Study Details (Based on available information)

  1. Sample size used for the test set and the data provenance (e.g. country of origin of the data, retrospective or prospective)

    • Sample Size: Not specified in the provided summary. As this is a non-clinical submission for a device component, these "test sets" would likely refer to laboratory samples (e.g., luer access valves, material samples) subjected to standardized testing protocols, not a human patient cohort.
    • Data Provenance: Not specified. Experiments would typically be conducted in a controlled lab setting, likely in the US where the manufacturer is located, or by certified contract research organizations. The testing described is prospective, in that it evaluates the device's performance under controlled conditions.

  2. Number of experts used to establish the ground truth for the test set and the qualifications of those experts (e.g. radiologist with 10 years of experience)

    • Not applicable/mentioned. For non-clinical antimicrobial efficacy, toxicology, and sterilization testing, the "ground truth" is established by validated laboratory assays and adherence to relevant standards (e.g., ISO, ASTM, USP). The expertise would be in microbiology, material science, and toxicology, employed by the testing facility, rather than clinical experts for ground truth labeling.

  3. Adjudication method (e.g. 2+1, 3+1, none) for the test set

    • Not applicable. This concept is relevant for human interpretation tasks, not for non-clinical laboratory testing of device efficacy. Assays have defined endpoints and criteria for success, typically interpreted by a single qualified lab technician or scientist according to a protocol.

  4. If a multi reader multi case (MRMC) comparative effectiveness study was done, If so, what was the effect size of how much human readers improve with AI vs without AI assistance

    • No. This is not an AI/ML device, and thus an MRMC study is not relevant.

  5. If a standalone (i.e. algorithm only without human-in-the-loop performance) was done

    • Not applicable. This is not an AI/ML algorithm; it is a physical medical device (disinfectant cap). Its performance is inherently "standalone" in the sense that it mechanically disinfects, without human interpretation in its function.

  6. The type of ground truth used (expert consensus, pathology, outcomes data, etc)

    • Validated Laboratory Assays: This includes standardized microbiological methods to quantify bacterial reduction/inhibition, chemical analysis to verify alcohol concentration, and material science tests for biocompatibility and structural integrity. The "ground truth" is the quantitative result of these assays compared against predetermined acceptance limits derived from regulatory standards and scientific principles.

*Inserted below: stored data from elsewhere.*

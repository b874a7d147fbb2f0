use bevy::prelude::*;
use bevy::render::view::RenderLayers;

use crate::engine::raycast::{RaycastParams, ray_hits_obb, ray_hits_rect, ray_near_segment};
use crate::state::snapshot::LabelId;

/// Something with a local pose whose world transform can be refreshed on demand.
pub trait Posed {
    fn local_transform(&self) -> Transform;
    fn world_transform(&self) -> GlobalTransform;
    /// Recompute the world transform from the local one. Nothing propagates
    /// transforms automatically, so callers force this before reading.
    fn update_world_transform(&mut self);
}

/// Something a pick ray can hit.
pub trait Intersectable {
    /// Distance along `ray` to the nearest forward intersection.
    fn ray_distance(&self, ray: Ray3d, params: &RaycastParams) -> Option<f32>;
}

/// Membership in render layers. A viewer draws and picks only what shares its layer.
pub trait Layered {
    fn layers(&self) -> &RenderLayers;
    fn set_layers(&mut self, layers: RenderLayers);
}

/// A label's on-screen representation.
pub trait Drawable: Posed + Intersectable + Layered {
    fn label_id(&self) -> LabelId;
}

#[derive(Debug, Clone, Copy)]
struct Pose {
    local: Transform,
    world: GlobalTransform,
}

impl Pose {
    fn new(local: Transform) -> Self {
        Self { local, world: GlobalTransform::from(local) }
    }

    fn refresh(&mut self) {
        self.world = GlobalTransform::from(self.local);
    }
}

/// Oriented 3D box label.
#[derive(Debug, Clone)]
pub struct BoxLabel {
    label: LabelId,
    pose: Pose,
    pub size: Vec3,
    layers: RenderLayers,
}

impl BoxLabel {
    pub fn new(label: LabelId, transform: Transform, size: Vec3) -> Self {
        Self { label, pose: Pose::new(transform), size, layers: RenderLayers::none() }
    }

    pub fn set_transform(&mut self, transform: Transform) {
        self.pose.local = transform;
    }
}

/// Bounded rectangle on its local XY plane, e.g. a ground plane annotation.
#[derive(Debug, Clone)]
pub struct PlaneLabel {
    label: LabelId,
    pose: Pose,
    pub size: Vec2,
    layers: RenderLayers,
}

impl PlaneLabel {
    pub fn new(label: LabelId, transform: Transform, size: Vec2) -> Self {
        Self { label, pose: Pose::new(transform), size, layers: RenderLayers::none() }
    }

    pub fn set_transform(&mut self, transform: Transform) {
        self.pose.local = transform;
    }
}

/// Open polyline with points in local space.
#[derive(Debug, Clone)]
pub struct PolylineLabel {
    label: LabelId,
    pose: Pose,
    points: Vec<Vec3>,
    layers: RenderLayers,
}

impl PolylineLabel {
    pub fn new(label: LabelId, transform: Transform, points: Vec<Vec3>) -> Self {
        Self { label, pose: Pose::new(transform), points, layers: RenderLayers::none() }
    }

    pub fn points(&self) -> &[Vec3] {
        &self.points
    }

    pub fn push_point(&mut self, point: Vec3) {
        self.points.push(point);
    }
}

impl Intersectable for BoxLabel {
    fn ray_distance(&self, ray: Ray3d, _params: &RaycastParams) -> Option<f32> {
        ray_hits_obb(ray, &self.pose.world, self.size)
    }
}

impl Intersectable for PlaneLabel {
    fn ray_distance(&self, ray: Ray3d, _params: &RaycastParams) -> Option<f32> {
        ray_hits_rect(ray, &self.pose.world, self.size)
    }
}

impl Intersectable for PolylineLabel {
    fn ray_distance(&self, ray: Ray3d, params: &RaycastParams) -> Option<f32> {
        let world = self.pose.world.compute_matrix();
        self.points
            .windows(2)
            .filter_map(|segment| {
                let a = world.transform_point3(segment[0]);
                let b = world.transform_point3(segment[1]);
                ray_near_segment(ray, a, b, params.line_precision)
            })
            .min_by(f32::total_cmp)
    }
}

macro_rules! impl_label_drawable {
    ($($ty:ty),+) => {$(
        impl Posed for $ty {
            fn local_transform(&self) -> Transform {
                self.pose.local
            }

            fn world_transform(&self) -> GlobalTransform {
                self.pose.world
            }

            fn update_world_transform(&mut self) {
                self.pose.refresh();
            }
        }

        impl Layered for $ty {
            fn layers(&self) -> &RenderLayers {
                &self.layers
            }

            fn set_layers(&mut self, layers: RenderLayers) {
                self.layers = layers;
            }
        }

        impl Drawable for $ty {
            fn label_id(&self) -> LabelId {
                self.label
            }
        }
    )+};
}

impl_label_drawable!(BoxLabel, PlaneLabel, PolylineLabel);

#[cfg(test)]
mod tests {
    use super::*;

    fn down_z() -> Ray3d {
        Ray3d::new(Vec3::new(0.0, 0.0, 10.0), Dir3::NEG_Z)
    }

    #[test]
    fn new_drawables_belong_to_no_layer() {
        let cube = BoxLabel::new(1, Transform::IDENTITY, Vec3::ONE);
        assert!(!cube.layers().intersects(&RenderLayers::layer(0)));
    }

    #[test]
    fn moved_box_needs_world_refresh() {
        let params = RaycastParams::default();
        let mut cube = BoxLabel::new(1, Transform::IDENTITY, Vec3::ONE);
        cube.set_transform(Transform::from_xyz(5.0, 0.0, 0.0));

        assert!(cube.ray_distance(down_z(), &params).is_some());
        cube.update_world_transform();
        assert!(cube.ray_distance(down_z(), &params).is_none());
    }

    #[test]
    fn plane_is_hit_within_bounds() {
        let plane = PlaneLabel::new(2, Transform::IDENTITY, Vec2::new(4.0, 2.0));
        let params = RaycastParams::default();

        assert!((plane.ray_distance(down_z(), &params).unwrap() - 10.0).abs() < 1e-5);
        let outside = Ray3d::new(Vec3::new(0.0, 1.5, 10.0), Dir3::NEG_Z);
        assert!(plane.ray_distance(outside, &params).is_none());
    }

    #[test]
    fn polyline_reports_closest_segment() {
        let params = RaycastParams::default();
        let mut line = PolylineLabel::new(
            3,
            Transform::from_xyz(0.0, 0.0, 2.0),
            vec![
                Vec3::new(-1.0, 0.0, -4.0),
                Vec3::new(1.0, 0.0, -4.0),
                Vec3::new(1.0, 0.0, 0.0),
                Vec3::new(-1.0, 0.0, 0.0),
            ],
        );
        line.update_world_transform();

        let distance = line.ray_distance(down_z(), &params).unwrap();

        // Segment at local z = 0 sits at world z = 2, eight units from the origin.
        assert!((distance - 8.0).abs() < 1e-4);
    }

    #[test]
    fn short_polyline_never_hits() {
        let line = PolylineLabel::new(4, Transform::IDENTITY, vec![Vec3::ZERO]);
        assert!(line.ray_distance(down_z(), &RaycastParams::default()).is_none());
    }
}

  7. The sample size for the training set

    • Not applicable. This is not an AI/ML device requiring a training set.

  8. How the ground truth for the training set was established

    • Not applicable. This is not an AI/ML device.

§ 880.5440 Intravascular administration set.

(a)
Identification. An intravascular administration set is a device used to administer fluids from a container to a patient's vascular system through a needle or catheter inserted into a vein. The device may include the needle or catheter, tubing, a flow regulator, a drip chamber, an infusion line filter, an I.V. set stopcock, fluid delivery tubing, connectors between parts of the set, a side tube with a cap to serve as an injection site, and a hollow spike to penetrate and connect the tubing to an I.V. bag or other infusion fluid container.(b)
Classification. Class II (special controls). The special control for pharmacy compounding systems within this classification is the FDA guidance document entitled “Class II Special Controls Guidance Document: Pharmacy Compounding Systems; Final Guidance for Industry and FDA Reviewers.” Pharmacy compounding systems classified within the intravascular administration set are exempt from the premarket notification procedures in subpart E of this part and subject to the limitations in § 880.9.